Silicate earth is in strong depletion of K compared with chondrites [Wasserburg, 1964, Science]. The ratios of K isotope barely vary suggesting evaporation cannot be responsible for the missing of K [Humayun and Clayton, 1995, GCA]. The finding that the change in electronic structure of K from alkaline- to transition metal-like at high pressure highlighted the possibility of its incorporation into the core [Parker, 1996, Science]. If K is present, even in ~ppm, the radiogenic heat produced by ⁴⁰K could be an important energy source for mantle dynamics [Labrosse, 2001, EPSL]. However, previous researches didn’t enclose the controversy over the K partitioning behavior between silicate and metallic system, with its partitioning coefficient range from 10^-6 to 2.5 [Bouhifd etal., 2007, PEPI; Watanabe, 2014, PEPI], leaving the K content in the core uncertain.
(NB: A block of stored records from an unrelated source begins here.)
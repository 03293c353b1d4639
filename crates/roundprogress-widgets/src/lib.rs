//! Round progress bar widget for roundprogress.
//!
//! - [`arc_geometry`]: pure mapping from widget state and bounds to arcs and caps
//! - [`RoundProgressBar`]: the stateful widget driving animated progress
//! - [`RoundProgressConfig`]: typed construction options, loadable from YAML or TOML

pub mod arc_geometry;
pub mod config;
pub mod error;
pub mod round_progress_bar;

pub use arc_geometry::{
    arc_rect, compute_geometry, progress_sweep, ArcRenderState, ArcSpec, BackgroundStyle,
    CapKind, CapSpec, DotStamp, ProgressStyle, RenderDescription, WidgetBounds,
};
pub use config::RoundProgressConfig;
pub use error::{ConfigError, StyleParseError};
pub use round_progress_bar::RoundProgressBar;
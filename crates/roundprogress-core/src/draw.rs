//! Draw commands for arc rendering.
//!
//! Everything a round progress indicator paints reduces to these primitives.

use crate::{Color, Point, Rect};
use serde::{Deserialize, Serialize};

/// Line cap style.
#[derive(Debug, Clone, Copy, PartialEq, Eq, Default, Serialize, Deserialize)]
pub enum LineCap {
    /// Flat cap at endpoint
    #[default]
    Butt,
    /// Rounded cap
    Round,
}

/// How the stroke is laid along its path.
#[derive(Debug, Clone, Copy, PartialEq, Default, Serialize, Deserialize)]
pub enum StrokePattern {
    /// Continuous stroke
    #[default]
    Solid,
    /// Repeating filled circles stamped along the path, rotated to follow
    /// the path tangent.
    Dotted {
        /// Diameter of each dot
        diameter: f32,
        /// Path length between consecutive dot centers
        spacing: f32,
    },
}

/// Stroke style for arc rendering.
#[derive(Debug, Clone, Copy, PartialEq, Serialize, Deserialize)]
pub struct StrokeStyle {
    /// Stroke color
    pub color: Color,
    /// Stroke width in pixels
    pub width: f32,
    /// Line cap style
    pub cap: LineCap,
    /// Stroke pattern
    pub pattern: StrokePattern,
}

impl Default for StrokeStyle {
    fn default() -> Self {
        Self {
            color: Color::BLACK,
            width: 1.0,
            cap: LineCap::Butt,
            pattern: StrokePattern::Solid,
        }
    }
}

impl StrokeStyle {
    /// Solid stroke with the given color and width.
    #[must_use]
    pub fn solid(color: Color, width: f32) -> Self {
        Self {
            color,
            width,
            ..Self::default()
        }
    }

    /// Set the line cap.
    #[must_use]
    pub fn with_cap(mut self, cap: LineCap) -> Self {
        self.cap = cap;
        self
    }

    /// Set the stroke pattern.
    #[must_use]
    pub fn with_pattern(mut self, pattern: StrokePattern) -> Self {
        self.pattern = pattern;
        self
    }
}

/// 2D transformation matrix.
#[derive(Debug, Clone, Copy, PartialEq, Serialize, Deserialize)]
pub struct Transform2D {
    /// Matrix elements [a, b, c, d, e, f]
    /// | a c e |
    /// | b d f |
    /// | 0 0 1 |
    pub matrix: [f32; 6],
}

impl Default for Transform2D {
    fn default() -> Self {
        Self::identity()
    }
}

impl Transform2D {
    /// Identity transformation.
    #[must_use]
    pub const fn identity() -> Self {
        Self {
            matrix: [1.0, 0.0, 0.0, 1.0, 0.0, 0.0],
        }
    }

    /// Create a translation transform.
    #[must_use]
    pub const fn translate(x: f32, y: f32) -> Self {
        Self {
            matrix: [1.0, 0.0, 0.0, 1.0, x, y],
        }
    }
}

/// Drawing primitive.
#[derive(Debug, Clone, PartialEq, Serialize, Deserialize)]
pub enum DrawCommand {
    /// Stroke an arc of the ellipse inscribed in `oval`
    Arc {
        /// Bounding rectangle of the arc's ellipse
        oval: Rect,
        /// Start angle in degrees, clockwise from 3 o'clock
        start_angle: f32,
        /// Sweep in degrees, clockwise
        sweep_angle: f32,
        /// Stroke style
        style: StrokeStyle,
    },

    /// Fill a circle
    Circle {
        /// Center point
        center: Point,
        /// Radius
        radius: f32,
        /// Fill color
        color: Color,
    },

    /// Group of commands with transform
    Group {
        /// Child commands
        children: Vec<DrawCommand>,
        /// Transform to apply
        transform: Transform2D,
    },
}

impl DrawCommand {
    /// Create a stroked arc.
    #[must_use]
    pub fn stroked_arc(oval: Rect, start_angle: f32, sweep_angle: f32, style: StrokeStyle) -> Self {
        Self::Arc {
            oval,
            start_angle,
            sweep_angle,
            style,
        }
    }

    /// Create a filled circle.
    #[must_use]
    pub fn filled_circle(center: Point, radius: f32, color: Color) -> Self {
        Self::Circle {
            center,
            radius,
            color,
        }
    }
}

#[cfg(test)]
mod tests {
    use super::*;

    // =========================================================================
    // StrokeStyle Tests
    // =========================================================================

    #[test]
    fn test_stroke_style_default() {
        let style = StrokeStyle::default();
        assert_eq!(style.color, Color::BLACK);
        assert_eq!(style.width, 1.0);
        assert_eq!(style.cap, LineCap::Butt);
        assert_eq!(style.pattern, StrokePattern::Solid);
    }

    #[test]
    fn test_stroke_style_builder() {
        let style = StrokeStyle::solid(Color::WHITE, 8.0)
            .with_cap(LineCap::Round)
            .with_pattern(StrokePattern::Dotted {
                diameter: 2.0,
                spacing: 50.0,
            });
        assert_eq!(style.width, 8.0);
        assert_eq!(style.cap, LineCap::Round);
        assert!(matches!(style.pattern, StrokePattern::Dotted { .. }));
    }

    // =========================================================================
    // Transform2D Tests
    // =========================================================================

    #[test]
    fn test_transform_identity() {
        let t = Transform2D::identity();
        assert_eq!(t.matrix, [1.0, 0.0, 0.0, 1.0, 0.0, 0.0]);
        assert_eq!(Transform2D::default(), t);
    }

    #[test]
    fn test_transform_translate() {
        let t = Transform2D::translate(10.0, -5.0);
        assert_eq!(t.matrix, [1.0, 0.0, 0.0, 1.0, 10.0, -5.0]);
    }

    // =========================================================================
    // DrawCommand Tests
    // =========================================================================

    #[test]
    fn test_stroked_arc() {
        let oval = Rect::new(0.0, 0.0, 100.0, 100.0);
        let cmd = DrawCommand::stroked_arc(oval, 270.0, 90.0, StrokeStyle::default());
        match cmd {
            DrawCommand::Arc {
                oval: o,
                start_angle,
                sweep_angle,
                ..
            } => {
                assert_eq!(o, oval);
                assert_eq!(start_angle, 270.0);
                assert_eq!(sweep_angle, 90.0);
            }
            _ => panic!("Expected Arc command"),
        }
    }

    #[test]
    fn test_draw_command_serializes() {
        let cmd = DrawCommand::filled_circle(Point::new(1.0, 2.0), 3.0, Color::BLACK);
        let json = serde_json::to_string(&cmd).unwrap();
        let back: DrawCommand = serde_json::from_str(&json).unwrap();
        assert_eq!(back, cmd);
    }
}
In this study, ab-initio molecular dynamics simulations are performed to investigate whether and how much K can enter the metallic system. K partition coefficients are determined by Gibbs free energy changes of its exchange reactions between silicate and metallic systems. Helmholtz free energy is obtained based on “thermodynamic integration” by computing the difference between two systems with different potential energy functions.
Our preliminary results show that the K content entered into the core is limited, though it would be affected by the temperature, pressure, composition of the metallic (the type and content of light elements) and silicate system (NBO/T).